Никто не остается в полном проигрыше, просто выигрыш одних иногда чуть больше выигрыша других. Можно сказать, что демократия снижает ставки в политической игре, понижая как цену проигрыша, так и величину выигрыша. Проигрыш при демократических правилах игры — это не вопрос «пан или пропал», а площадка для подготовки победы в следующем раунде борьбы.

— Другими словами, демократия является «побочным ребенком» эгоистов…

— Да, демократия всегда появляется в качестве продукта столкновения эгоистичных групп интересов. Эти группы, преследуя собственные, отнюдь не всегда благородные, а чаще всего элементарно низменные цели, вынуждены принимать демократические правила игры из-за инстинкта самосохранения. Говоря языком политологии, принимать их как стратегически наиболее рациональную линию поведения в долгосрочной игре с несколькими циклами интеракций. В результате парламентских выборов 2006 года и внеочередных выборов 2007-го в системе динамического равновесия действует несколько примерно равных общенациональных политических игроков. Такая ситуация в условиях острой политической конкуренции способствует закреплению в Украине демократических правил игры.

— Каким может быть наше политическое будущее с точки зрения политологов?

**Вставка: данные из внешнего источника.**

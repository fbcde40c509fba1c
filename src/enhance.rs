//! Fill missing fields in an existing roster CSV from profile pages
//!
//! Reads a roster CSV from an earlier run, revisits each player's profile
//! page and fills the columns the roster pass left empty. Existing values
//! are never overwritten, rows that already have data are skipped unless
//! forced, and the output keeps the input's exact column set.

use scraper::Html;

use crate::data::scrapers::{profile, Fetch};
use crate::Result;

/// Options for an enhancement pass
#[derive(Debug, Default)]
pub struct EnhanceOptions {
    /// Visit profiles even for rows that already have data
    pub force: bool,
    /// Restrict the pass, and the output file, to one team's rows
    pub team: Option<String>,
}

/// Counts from an enhancement pass
#[derive(Debug)]
pub struct EnhanceOutcome {
    pub rows_written: usize,
    pub rows_enhanced: usize,
}

/// Column indexes the pass needs, resolved once from the header
struct RosterColumns {
    team: Option<usize>,
    name: Option<usize>,
    url: Option<usize>,
    position: Option<usize>,
    height: Option<usize>,
    class: Option<usize>,
    major: Option<usize>,
    hometown: Option<usize>,
    high_school: Option<usize>,
    previous_school: Option<usize>,
}

impl RosterColumns {
    fn from_headers(headers: &csv::StringRecord) -> Self {
        let column = |name: &str| headers.iter().position(|h| h == name);
        RosterColumns {
            team: column("team"),
            name: column("name"),
            url: column("url"),
            position: column("position"),
            height: column("height"),
            class: column("class"),
            major: column("major"),
            hometown: column("hometown"),
            high_school: column("high_school"),
            previous_school: column("previous_school"),
        }
    }
}

/// Run the enhancement pass from `input` to `output`
pub fn enhance_csv(
    fetcher: &dyn Fetch,
    input: &str,
    output: &str,
    options: &EnhanceOptions,
) -> Result<EnhanceOutcome> {
    let mut reader = csv::Reader::from_path(input)?;
    let headers = reader.headers()?.clone();
    let columns = RosterColumns::from_headers(&headers);

    let mut rows: Vec<Vec<String>> = Vec::new();
    for record in reader.records() {
        let record = record?;
        rows.push(record.iter().map(str::to_string).collect());
    }
    log::info!("Loaded {} players from {}", rows.len(), input);

    if let Some(filter) = &options.team {
        let needle = filter.to_lowercase();
        rows.retain(|row| cell(row, columns.team).to_lowercase() == needle);
        log::info!("Filtered to {} players for team '{}'", rows.len(), filter);
    }

    let total = rows.len();
    let mut enhanced = 0;
    for (i, row) in rows.iter_mut().enumerate() {
        log::info!(
            "[{}/{}] Processing {} - {}",
            i + 1,
            total,
            cell(row, columns.team),
            cell(row, columns.name)
        );
        if enhance_row(fetcher, row, &columns, options.force) {
            enhanced += 1;
        }
    }
    log::info!("Enhanced {} of {} players", enhanced, total);

    let mut writer = csv::Writer::from_path(output)?;
    writer.write_record(&headers)?;
    for row in &rows {
        writer.write_record(row)?;
    }
    writer.flush()?;
    log::info!("Wrote {} players to {}", rows.len(), output);

    Ok(EnhanceOutcome {
        rows_written: rows.len(),
        rows_enhanced: enhanced,
    })
}

fn enhance_row(
    fetcher: &dyn Fetch,
    row: &mut [String],
    columns: &RosterColumns,
    force: bool,
) -> bool {
    let url = cell(row, columns.url).trim().to_string();
    if url.is_empty() {
        return false;
    }
    if !force && row_is_populated(row, columns) {
        log::debug!("Skipping {} - already has data", cell(row, columns.name));
        return false;
    }

    let response = match fetcher.get(&url) {
        Ok(response) => response,
        Err(e) => {
            log::warn!("Profile request failed for {}: {}", url, e);
            return false;
        }
    };
    if !response.is_ok() {
        log::warn!("Failed to fetch {} - Status: {}", url, response.status);
        return false;
    }

    let document = Html::parse_document(&response.body);
    let update = profile::extract_profile(&document);

    let mut changed = false;
    changed |= fill_cell(row, columns.position, update.position);
    changed |= fill_cell(row, columns.height, update.height);
    changed |= fill_cell(row, columns.class, update.year);
    changed |= fill_cell(row, columns.major, update.major);
    changed |= fill_cell(row, columns.hometown, update.hometown);
    changed |= fill_cell(row, columns.high_school, update.high_school);
    changed |= fill_cell(row, columns.previous_school, update.previous_school);
    if changed {
        log::info!("Enhanced {}", cell(row, columns.name));
    }
    changed
}

/// Same gate the scrape run uses: any core detail field counts as data
fn row_is_populated(row: &[String], columns: &RosterColumns) -> bool {
    !cell(row, columns.position).is_empty()
        || !cell(row, columns.height).is_empty()
        || !cell(row, columns.class).is_empty()
        || !cell(row, columns.hometown).is_empty()
}

fn cell(row: &[String], col: Option<usize>) -> &str {
    col.and_then(|i| row.get(i)).map(String::as_str).unwrap_or("")
}

/// Fill one cell when its column exists and the cell is empty.
/// Updates for columns the input file lacks are dropped.
fn fill_cell(row: &mut [String], col: Option<usize>, value: Option<String>) -> bool {
    if let (Some(i), Some(value)) = (col, value) {
        if value.is_empty() {
            return false;
        }
        if let Some(slot) = row.get_mut(i) {
            if slot.is_empty() {
                *slot = value;
                return true;
            }
        }
    }
    false
}

#[cfg(test)]
mod tests {
    use super::*;
    use crate::data::scrapers::testing::ScriptedFetcher;
    use std::io::Write;

    const PROFILE: &str = r#"
        <div class="sidearm-roster-player-bio">
          <div class="sidearm-roster-player-bio-item">
            <span class="sidearm-roster-player-bio-label">Position</span>
            <span class="sidearm-roster-player-bio-value">Goalie</span>
          </div>
          <div class="sidearm-roster-player-bio-item">
            <span class="sidearm-roster-player-bio-label">Hometown</span>
            <span class="sidearm-roster-player-bio-value">Berlin, Germany</span>
          </div>
        </div>
    "#;

    fn write_input(contents: &str) -> tempfile::NamedTempFile {
        let mut file = tempfile::NamedTempFile::new().unwrap();
        file.write_all(contents.as_bytes()).unwrap();
        file
    }

    fn read_rows(path: &std::path::Path) -> Vec<Vec<String>> {
        let mut reader = csv::Reader::from_path(path).unwrap();
        reader
            .records()
            .map(|r| r.unwrap().iter().map(str::to_string).collect())
            .collect()
    }

    #[test]
    fn fills_empty_cells_and_skips_populated_rows() {
        let input = write_input(
            "team,name,position,height,class,hometown,url\n\
             Iowa,Jane Doe,,,,,https://hawkeyesports.com/roster/jane\n\
             Iowa,Amy Smith,D,5-6,So.,Boston,https://hawkeyesports.com/roster/amy\n",
        );
        let dir = tempfile::tempdir().unwrap();
        let output = dir.path().join("out.csv");
        let fetcher =
            ScriptedFetcher::new().respond("https://hawkeyesports.com/roster/jane", 200, PROFILE);
        let requests = fetcher.requests();

        let outcome = enhance_csv(
            &fetcher,
            input.path().to_str().unwrap(),
            output.to_str().unwrap(),
            &EnhanceOptions::default(),
        )
        .unwrap();

        assert_eq!(outcome.rows_written, 2);
        assert_eq!(outcome.rows_enhanced, 1);
        // Amy already had data, so only Jane's profile was visited
        assert_eq!(requests.borrow().len(), 1);

        let rows = read_rows(&output);
        assert_eq!(rows[0][2], "GK");
        assert_eq!(rows[0][5], "Berlin, Germany");
        assert_eq!(rows[1][2], "D");
        assert_eq!(rows[1][5], "Boston");
    }

    #[test]
    fn force_revisits_populated_rows_without_overwriting() {
        let input = write_input(
            "team,name,position,height,class,hometown,url\n\
             Iowa,Amy Smith,D,,So.,,https://hawkeyesports.com/roster/amy\n",
        );
        let dir = tempfile::tempdir().unwrap();
        let output = dir.path().join("out.csv");
        let fetcher =
            ScriptedFetcher::new().respond("https://hawkeyesports.com/roster/amy", 200, PROFILE);

        let options = EnhanceOptions {
            force: true,
            team: None,
        };
        let outcome = enhance_csv(
            &fetcher,
            input.path().to_str().unwrap(),
            output.to_str().unwrap(),
            &options,
        )
        .unwrap();

        assert_eq!(outcome.rows_enhanced, 1);
        let rows = read_rows(&output);
        // position was already D; only the empty hometown was filled
        assert_eq!(rows[0][2], "D");
        assert_eq!(rows[0][5], "Berlin, Germany");
    }

    #[test]
    fn team_filter_restricts_pass_and_output() {
        let input = write_input(
            "team,name,position,height,class,hometown,url\n\
             Iowa,Jane Doe,,,,,https://hawkeyesports.com/roster/jane\n\
             Ohio,Kim Lee,,,,,https://ohiobobcats.com/roster/kim\n",
        );
        let dir = tempfile::tempdir().unwrap();
        let output = dir.path().join("out.csv");
        let fetcher =
            ScriptedFetcher::new().respond("https://ohiobobcats.com/roster/kim", 200, PROFILE);
        let requests = fetcher.requests();

        let options = EnhanceOptions {
            force: false,
            team: Some("ohio".to_string()),
        };
        let outcome = enhance_csv(
            &fetcher,
            input.path().to_str().unwrap(),
            output.to_str().unwrap(),
            &options,
        )
        .unwrap();

        assert_eq!(outcome.rows_written, 1);
        assert_eq!(requests.borrow().len(), 1);
        let rows = read_rows(&output);
        assert_eq!(rows.len(), 1);
        assert_eq!(rows[0][0], "Ohio");
        assert_eq!(rows[0][2], "GK");
    }

    #[test]
    fn updates_for_missing_columns_are_dropped() {
        let input = write_input(
            "team,name,position,url\n\
             Iowa,Jane Doe,,https://hawkeyesports.com/roster/jane\n",
        );
        let dir = tempfile::tempdir().unwrap();
        let output = dir.path().join("out.csv");
        let fetcher =
            ScriptedFetcher::new().respond("https://hawkeyesports.com/roster/jane", 200, PROFILE);

        let outcome = enhance_csv(
            &fetcher,
            input.path().to_str().unwrap(),
            output.to_str().unwrap(),
            &EnhanceOptions::default(),
        )
        .unwrap();

        // profile hometown had nowhere to go; position still landed
        assert_eq!(outcome.rows_enhanced, 1);
        let rows = read_rows(&output);
        assert_eq!(rows[0].len(), 4);
        assert_eq!(rows[0][2], "GK");
    }
}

— Наиболее вероятны два сценария будущего развития. Первый вариант предполагает, что наиболее сильные игроки в той и другой команде просто договорятся между собой и заключат нечто вроде картельного соглашения о разделе между собой сфер влияния. В этом случае более слабые игроки в обеих командах будут исключены из этого соглашения. Такой поворот событий вновь ведет к соглашению об ограничении конкуренции и закреплению монопольного доступа немногих экономических игроков к распределению экономических ресурсов, но уже при примерно равном разделе их между собой.

По второму сценарию сохранение открытой политической конкуренции между двумя лагерями приведет к закреплению демократических правил игры. Незначительный перевес будет одерживать то одна, то другая сила, и обе группы игроков будут вынуждены договариваться об общих правилах игры, санкциях за нарушение и так далее. Как писал известный политолог Вильям Райкер, «партии формулируют политику с целью победы на выборах, а не выигрывают выборы с целью проведения политики». Преследуя свои эгоистические интересы, политические силы будут вынуждены помимо своей воли частично удовлетворять и интересы своих избирателей.

Договорятся ли элиты о переходе к открытой конкуренции на основе общих правил игры на основе равного раздела рисков? Или предпочтут и дальше играть в рулетку, где «победитель получает все»? Пока неизвестно. Это основные дилеммы нашего ближайшего будущего.